**Data:**
==================================================
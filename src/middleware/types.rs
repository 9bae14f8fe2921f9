use crate::types::{Email, UserId, WorkspaceSlug};

/// Session data captured at sign-in time.
///
/// Passed to [`SessionStore::create`](super::SessionStore::create) for the
/// consumer to persist. `user_agent` and `ip_address` come straight from the
/// request headers and are for audit trails only.
#[derive(Debug, Clone)]
pub struct NewSession {
    /// User the session belongs to.
    pub user_id: UserId,
    /// Normalized email the user signed in with.
    pub email: Email,
    /// Client `User-Agent` header value.
    pub user_agent: Option<String>,
    /// Client IP address.
    pub ip_address: Option<String>,
}

/// Account facts the credential flows branch on.
#[derive(Debug, Clone)]
pub struct Account {
    pub user_id: UserId,
    /// True while the account has never had a password chosen by the user.
    pub is_password_autoset: bool,
    pub is_onboarded: bool,
}

/// Profile slice backing the onboarding check.
#[derive(Debug, Clone, Copy, Default)]
pub struct UserProfile {
    pub is_onboarded: bool,
}

/// Per-user workspace preferences.
///
/// Either slug may point at a workspace the user no longer belongs to; the
/// gate treats such slugs as absent.
#[derive(Debug, Clone, Default)]
pub struct UserSettings {
    pub last_workspace_slug: Option<WorkspaceSlug>,
    pub fallback_workspace_slug: Option<WorkspaceSlug>,
}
==================================================
**What the exercise asks:** In the data above, copy every line where the string "Debug" appears.

**Result of the task:**
#[derive(Debug, Clone)]
#[derive(Debug, Clone)]
#[derive(Debug, Clone, Copy, Default)]
#[derive(Debug, Clone, Default)]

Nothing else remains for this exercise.